Обсуждение: AW: Proposal: More flexible backup/restore via pg_dump

Поиск
Список
Период
Сортировка

AW: Proposal: More flexible backup/restore via pg_dump

От
Zeugswetter Andreas SB
Дата:
> Maybe; I know BackupExec also does some kind of seek to 
> update the TOC at
> end of a backup (which is what I need to do). Then again, 
> maybe that's just
> a rewind. I don't want to get into custom tape formats...
> 
> Do we have any tape experts out there?

Dont lock yourself in on the tape issue, it is the pipes that 
actually add value to the utility, and those can't rewind, seek
or whatever.

pipes can:compress, split output, write to storage managers, stripe output,
.....

I guess we would want two formats, one for pipe, and one for a standard
directory.

Andreas


Re: AW: Proposal: More flexible backup/restore via pg_dump

От
Tom Lane
Дата:
Zeugswetter Andreas SB <ZeugswetterA@wien.spardat.at> writes:
> pipes can:
>     compress, split output, write to storage managers, stripe output,
> .....

Right, the thing we *really* want is to preserve the fact that pg_dump
can write its output to a pipeline ... and that a restore can read from
one.  If you can improve performance when you find you do have a
seekable source/destination file, fine, but the utilities must NOT
require it.

> I guess we would want two formats, one for pipe, and one for a standard
> directory.

At the risk of becoming tiresome, "tar" format is eminently pipeable...
        regards, tom lane


Re: AW: Proposal: More flexible backup/restore via pg_dump

От
Philip Warner
Дата:
At 10:48 27/06/00 -0400, Tom Lane wrote:
>
>Right, the thing we *really* want is to preserve the fact that pg_dump
>can write its output to a pipeline ... and that a restore can read from
>one.  If you can improve performance when you find you do have a
>seekable source/destination file, fine, but the utilities must NOT
>require it.

OK, the limitation will have to be that reordering of *data* loads (as
opposed to metadata) will not be possible in piped data. This is only a
problem if RI constraints are loaded.

I *could* dump the compressed data to /tmp, but I would guess that in most
cases when the archive file is being piped it's because the file won't fit
on a local disk.

Does this sound reasonable?


>> I guess we would want two formats, one for pipe, and one for a standard
>> directory.
>
>At the risk of becoming tiresome, "tar" format is eminently pipeable...
>

No, it's good...I'll never feel guilty about asking for optimizer hints again.

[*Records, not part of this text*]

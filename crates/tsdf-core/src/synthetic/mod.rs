//! Deterministic synthetic data generation helpers.
//!
//! This module provides small, reusable building blocks for constructing
//! synthetic fusion problems used in tests and examples:
//! - analytic planar scenes rendered into depth maps,
//! - look-at and orbit pose generators (world-to-camera),
//! - deterministic pseudo-random depth noise.
//!
//! # Example
//!
//! ```no_run
//! use tsdf_core::synthetic::{noise::UniformDepthNoise, scene};
//! use tsdf_core::{PinholeIntrinsics, Pt3, Vec3};
//!
//! let k = PinholeIntrinsics::new(60.0, 31.5, 23.5).with_image_size(64, 48);
//! let plane = scene::Plane::new(Vec3::z(), 1.0);
//! let poses = scene::orbit_poses(4, Pt3::new(0.5, 0.5, 1.0), 0.1, 0.8);
//! let noise = UniformDepthNoise { seed: 7, max_abs: 0.002 };
//! for (idx, pose) in poses.iter().enumerate() {
//!     let mut depth = scene::render_plane_depth(&k, pose, &plane).unwrap();
//!     noise.apply(idx, &mut depth);
//! }
//! ```

pub mod noise;
pub mod scene;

More seriously, though, if I pipe a tar file, I still can't reorder the
*data* files without saving them to disk, which is what I want to avoid.


----------------------------------------------------------------
Philip Warner                    |     __---_____
Albatross Consulting Pty. Ltd.   |----/       -  \
(A.C.N. 008 659 498)             |          /(@)   ______---_
Tel: (+61) 0500 83 82 81         |                 _________  \
Fax: (+61) 0500 83 82 82         |                 ___________ |
Http://www.rhyme.com.au          |                /           \|                                |    --________--
PGP key available upon request,  |  /
and from pgp5.ai.mit.edu:11371   |/


Re: AW: Proposal: More flexible backup/restore via pg_dump

От
Tom Lane
Дата:
Philip Warner <pjw@rhyme.com.au> writes:
> More seriously, though, if I pipe a tar file, I still can't reorder the
> *data* files without saving them to disk, which is what I want to avoid.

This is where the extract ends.